(Records drawn from a dataset)
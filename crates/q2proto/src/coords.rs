// coords.rs -- coordinate, angle and other value encodings
//
// Values travel in different precisions depending on the dialect. The
// variant types here remember the representation they were set with and
// convert on access, so a value read in one encoding can be written in
// another without a detour through floats where avoidable.

// ============================================================
// Scalar encodings
// ============================================================

/// Multiply, clamp to `min..=max`, then truncate.
pub fn clamped_mul(x: f32, scale: i32, min: i32, max: i32) -> i32 {
    let mut x = x * scale as f32;
    if x < min as f32 {
        x = min as f32;
    }
    if x > max as f32 {
        x = max as f32;
    }
    x as i32
}

fn clip_i8(a: i32) -> i8 {
    a.clamp(i8::MIN as i32, i8::MAX as i32) as i8
}

fn clip_i16(a: i32) -> i16 {
    a.clamp(i16::MIN as i32, i16::MAX as i32) as i16
}

pub fn int2coord(x: i32) -> f32 {
    x as f32 * 0.125
}

pub fn coord2int(x: f32) -> i32 {
    clamped_mul(x, 8, i32::MIN, i32::MAX)
}

pub fn short2angle(x: i16) -> f32 {
    x as f32 * (360.0 / 65536.0)
}

pub fn angle2short(x: f32) -> i16 {
    ((x * 65536.0 / 360.0) as i32 & 65535) as u16 as i16
}

pub fn char2angle(x: i8) -> f32 {
    x as f32 * (360.0 / 256.0)
}

pub fn angle2char(x: f32) -> i8 {
    ((x * 256.0 / 360.0) as i32 & 255) as u8 as i8
}

pub fn char2smalloffset(x: i8) -> f32 {
    x as f32 * 0.25
}

/// Encode a "small" coordinate (-32...31.75).
pub fn smalloffset2char(x: f32) -> i8 {
    clamped_mul(x, 4, i8::MIN as i32, i8::MAX as i32) as i8
}

pub fn char2smallangle(x: i8) -> f32 {
    x as f32 * 0.25
}

/// Encode a "small" angle (-32...31.75 degrees).
pub fn smallangle2char(x: f32) -> i8 {
    clamped_mul(x, 4, i8::MIN as i32, i8::MAX as i32) as i8
}

pub fn byte2color(x: u8) -> f32 {
    x as f32 / 255.0
}

pub fn color2byte(x: f32) -> u8 {
    clamped_mul(x, 255, 0, 255) as u8
}

/// Entity loop volume. 0 means "default", so only a true 0 encodes to 0.
pub fn entity_loop_volume2byte(x: f32) -> u8 {
    if x != 0.0 {
        clamped_mul(x, 255, 1, 255) as u8
    } else {
        0
    }
}

/// Entity alpha. 0 means "default", so only a true 0 encodes to 0.
pub fn entity_alpha2byte(x: f32) -> u8 {
    if x != 0.0 {
        clamped_mul(x, 255, 1, 255) as u8
    } else {
        0
    }
}

/// Entity scale. 0 means "default", so only a true 0 encodes to 0.
pub fn entity_scale2byte(x: f32) -> u8 {
    if x != 0.0 {
        clamped_mul(x, 16, 1, 255) as u8
    } else {
        0
    }
}

pub fn q2repro_short2viewoffset(x: i16) -> f32 {
    x as f32 / 16.0
}

pub fn q2repro_viewoffset2short(x: f32) -> i16 {
    clamped_mul(x, 16, i16::MIN as i32, i16::MAX as i32) as i16
}

pub fn q2repro_short2gunoffset(x: i16) -> f32 {
    x as f32 / 512.0
}

pub fn q2repro_gunoffset2short(x: f32) -> i16 {
    clamped_mul(x, 512, i16::MIN as i32, i16::MAX as i32) as i16
}

pub fn q2repro_short2kick_angle(x: i16) -> f32 {
    x as f32 / 1024.0
}

pub fn q2repro_kick_angle2short(x: f32) -> i16 {
    clamped_mul(x, 1024, i16::MIN as i32, i16::MAX as i32) as i16
}

pub fn q2repro_short2gunangle(x: i16) -> f32 {
    x as f32 / 4096.0
}

pub fn q2repro_gunangle2short(x: f32) -> i16 {
    clamped_mul(x, 4096, i16::MIN as i32, i16::MAX as i32) as i16
}

// ============================================================
// Variant values
// ============================================================

/// A coordinate stored as float or as integer in 1/8 units.
#[derive(Clone, Copy, Debug, PartialEq)]
pub enum Coord {
    Float(f32),
    Int(i32),
}

impl Default for Coord {
    fn default() -> Self {
        Coord::Int(0)
    }
}

impl Coord {
    /// A coordinate from a plain (not 1/8 scaled) integer.
    pub fn from_int_unscaled(i: i32) -> Self {
        Coord::Int(i.clamp(i32::MIN / 8, i32::MAX / 8) * 8)
    }

    pub fn from_short(s: i16) -> Self {
        Coord::Int(s as i32)
    }

    pub fn to_float(self) -> f32 {
        match self {
            Coord::Float(f) => f,
            Coord::Int(i) => int2coord(i),
        }
    }

    pub fn to_int(self) -> i32 {
        match self {
            Coord::Float(f) => coord2int(f),
            Coord::Int(i) => i,
        }
    }

    pub fn to_short(self) -> i16 {
        self.to_int() as i16
    }

    pub fn to_int_unscaled(self) -> i32 {
        self.to_int() / 8
    }

    pub fn to_short_unscaled(self) -> i16 {
        clip_i16(self.to_int_unscaled())
    }
}

/// An angle stored as float degrees, or in 16 or 8 bits.
#[derive(Clone, Copy, Debug, PartialEq)]
pub enum Angle {
    Short(i16),
    Char(i8),
    Float(f32),
}

impl Default for Angle {
    fn default() -> Self {
        Angle::Short(0)
    }
}

impl Angle {
    pub fn to_float(self) -> f32 {
        match self {
            Angle::Short(s) => short2angle(s),
            Angle::Char(c) => char2angle(c),
            Angle::Float(f) => f,
        }
    }

    pub fn to_short(self) -> i16 {
        match self {
            Angle::Short(s) => s,
            Angle::Char(c) => (c as i16).wrapping_mul(0x101),
            Angle::Float(f) => angle2short(f),
        }
    }

    pub fn to_char(self) -> i8 {
        match self {
            Angle::Short(s) => (s >> 8) as i8,
            Angle::Char(c) => c,
            Angle::Float(f) => angle2char(f),
        }
    }
}

/// A "small" offset (viewoffset, gunoffset) with limited range and precision.
#[derive(Clone, Copy, Debug, PartialEq)]
pub enum SmallOffset {
    Float(f32),
    Char(i8),
    /// Q2rePRO/KEX viewoffset encoding, 1/16 units
    ReproViewoffset(i16),
    /// Q2rePRO gunoffset encoding, 1/512 units
    ReproGunoffset(i16),
}

impl Default for SmallOffset {
    fn default() -> Self {
        SmallOffset::Float(0.0)
    }
}

impl SmallOffset {
    pub fn to_float(self) -> f32 {
        match self {
            SmallOffset::Float(f) => f,
            SmallOffset::Char(c) => char2smalloffset(c),
            SmallOffset::ReproViewoffset(s) => q2repro_short2viewoffset(s),
            SmallOffset::ReproGunoffset(s) => q2repro_short2gunoffset(s),
        }
    }

    pub fn to_char(self) -> i8 {
        match self {
            SmallOffset::Float(f) => smalloffset2char(f),
            SmallOffset::Char(c) => c,
            SmallOffset::ReproViewoffset(s) => clip_i8(s as i32 >> 2),
            SmallOffset::ReproGunoffset(s) => clip_i8(s as i32 >> 7),
        }
    }

    pub fn to_repro_viewoffset(self) -> i16 {
        match self {
            SmallOffset::Float(f) => q2repro_viewoffset2short(f),
            SmallOffset::Char(c) => (c as i16) << 2,
            SmallOffset::ReproViewoffset(s) => s,
            SmallOffset::ReproGunoffset(s) => s >> 5,
        }
    }

    pub fn to_repro_gunoffset(self) -> i16 {
        match self {
            SmallOffset::Float(f) => q2repro_gunoffset2short(f),
            SmallOffset::Char(c) => (c as i16) << 7,
            SmallOffset::ReproViewoffset(s) => clip_i16((s as i32) << 5),
            SmallOffset::ReproGunoffset(s) => s,
        }
    }
}

/// A "small" angle (kick angles, gun angles) with limited range and precision.
#[derive(Clone, Copy, Debug, PartialEq)]
pub enum SmallAngle {
    Float(f32),
    Char(i8),
    /// Q2rePRO/KEX kick angle encoding, 1/1024 degrees
    ReproKickAngle(i16),
    /// Q2rePRO gun angle encoding, 1/4096 degrees
    ReproGunangle(i16),
}

impl Default for SmallAngle {
    fn default() -> Self {
        SmallAngle::Float(0.0)
    }
}

impl SmallAngle {
    pub fn to_float(self) -> f32 {
        match self {
            SmallAngle::Float(f) => f,
            SmallAngle::Char(c) => char2smallangle(c),
            SmallAngle::ReproKickAngle(s) => q2repro_short2kick_angle(s),
            SmallAngle::ReproGunangle(s) => q2repro_short2gunangle(s),
        }
    }

    pub fn to_char(self) -> i8 {
        match self {
            SmallAngle::Float(f) => smallangle2char(f),
            SmallAngle::Char(c) => c,
            SmallAngle::ReproKickAngle(s) => clip_i8(s as i32 >> 8),
            SmallAngle::ReproGunangle(s) => clip_i8(s as i32 >> 10),
        }
    }

    pub fn to_repro_kick_angle(self) -> i16 {
        match self {
            SmallAngle::Float(f) => q2repro_kick_angle2short(f),
            SmallAngle::Char(c) => (c as i16) << 8,
            SmallAngle::ReproKickAngle(s) => s,
            SmallAngle::ReproGunangle(s) => s >> 2,
        }
    }

    pub fn to_repro_gunangle(self) -> i16 {
        match self {
            SmallAngle::Float(f) => q2repro_gunangle2short(f),
            SmallAngle::Char(c) => clip_i16((c as i32) << 10),
            SmallAngle::ReproKickAngle(s) => clip_i16((s as i32) << 2),
            SmallAngle::ReproGunangle(s) => s,
        }
    }
}

/// A color component (0..1) stored as float or byte.
#[derive(Clone, Copy, Debug, PartialEq)]
pub enum Color {
    Float(f32),
    Byte(u8),
}

impl Default for Color {
    fn default() -> Self {
        Color::Byte(0)
    }
}

impl Color {
    pub fn to_float(self) -> f32 {
        match self {
            Color::Float(f) => f,
            Color::Byte(b) => byte2color(b),
        }
    }

    pub fn to_byte(self) -> u8 {
        match self {
            Color::Float(f) => color2byte(f),
            Color::Byte(b) => b,
        }
    }
}

/// A fraction (0..1 inclusive) stored as float, 16 bit or 8 bit.
#[derive(Clone, Copy, Debug, PartialEq)]
pub enum Fraction {
    Word(u16),
    Byte(u8),
    Float(f32),
}

impl Default for Fraction {
    fn default() -> Self {
        Fraction::Word(0)
    }
}

impl Fraction {
    pub fn to_float(self) -> f32 {
        match self {
            Fraction::Word(w) => w as f32 / 65535.0,
            Fraction::Byte(b) => b as f32 / 255.0,
            Fraction::Float(f) => f,
        }
    }

    pub fn to_word(self) -> u16 {
        match self {
            Fraction::Word(w) => w,
            Fraction::Byte(b) => b as u16 * 0x101,
            Fraction::Float(f) => clamped_mul(f, 65535, 0, 65535) as u16,
        }
    }

    pub fn to_byte(self) -> u8 {
        match self {
            Fraction::Word(w) => (w >> 8) as u8,
            Fraction::Byte(b) => b,
            Fraction::Float(f) => clamped_mul(f, 255, 0, 255) as u8,
        }
    }
}

// ============================================================
// Component deltas
// ============================================================

/// Component values plus a bit mask of the components that changed.
#[derive(Clone, Copy, Debug, PartialEq)]
pub struct Delta<T, const N: usize> {
    pub delta_bits: u8,
    pub values: [T; N],
}

impl<T: Copy + Default, const N: usize> Default for Delta<T, N> {
    fn default() -> Self {
        Self {
            delta_bits: 0,
            values: [T::default(); N],
        }
    }
}

impl<T: Copy, const N: usize> Delta<T, N> {
    /// Take values from `to`, marking the components that differ from `from`.
    pub fn set<V: Copy + PartialEq>(&mut self, to: &[V; N], from: &[V; N], conv: impl Fn(V) -> T) {
        self.delta_bits = 0;
        for c in 0..N {
            if to[c] != from[c] {
                self.delta_bits |= 1 << c;
            }
        }
        if self.delta_bits != 0 {
            for c in 0..N {
                self.values[c] = conv(to[c]);
            }
        }
    }

    /// Mark component `c` changed and store its value.
    pub fn set_comp(&mut self, c: usize, value: T) {
        self.values[c] = value;
        self.delta_bits |= 1 << c;
    }

    pub fn has(&self, c: usize) -> bool {
        self.delta_bits & (1 << c) != 0
    }

    /// Overwrite changed components of `to`.
    pub fn apply<V>(&self, to: &mut [V; N], conv: impl Fn(T) -> V) {
        for c in 0..N {
            if self.has(c) {
                to[c] = conv(self.values[c]);
            }
        }
    }
}

pub type CoordsDelta = Delta<Coord, 3>;
pub type AnglesDelta = Delta<Angle, 3>;
pub type SmallOffsetsDelta = Delta<SmallOffset, 3>;
pub type SmallAnglesDelta = Delta<SmallAngle, 3>;
pub type ColorDelta = Delta<Color, 4>;

/// Convert a coordinate triple to floats.
pub fn coords_to_float(v: &[Coord; 3]) -> [f32; 3] {
    [v[0].to_float(), v[1].to_float(), v[2].to_float()]
}

pub fn coords_to_int(v: &[Coord; 3]) -> [i32; 3] {
    [v[0].to_int(), v[1].to_int(), v[2].to_int()]
}

pub fn angles_to_float(v: &[Angle; 3]) -> [f32; 3] {
    [v[0].to_float(), v[1].to_float(), v[2].to_float()]
}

--- Exercise brief ---
In the records above, find each line holding "encodings" and copy it.

--- Result ---
// coords.rs -- coordinate, angle and other value encodings
// Scalar encodings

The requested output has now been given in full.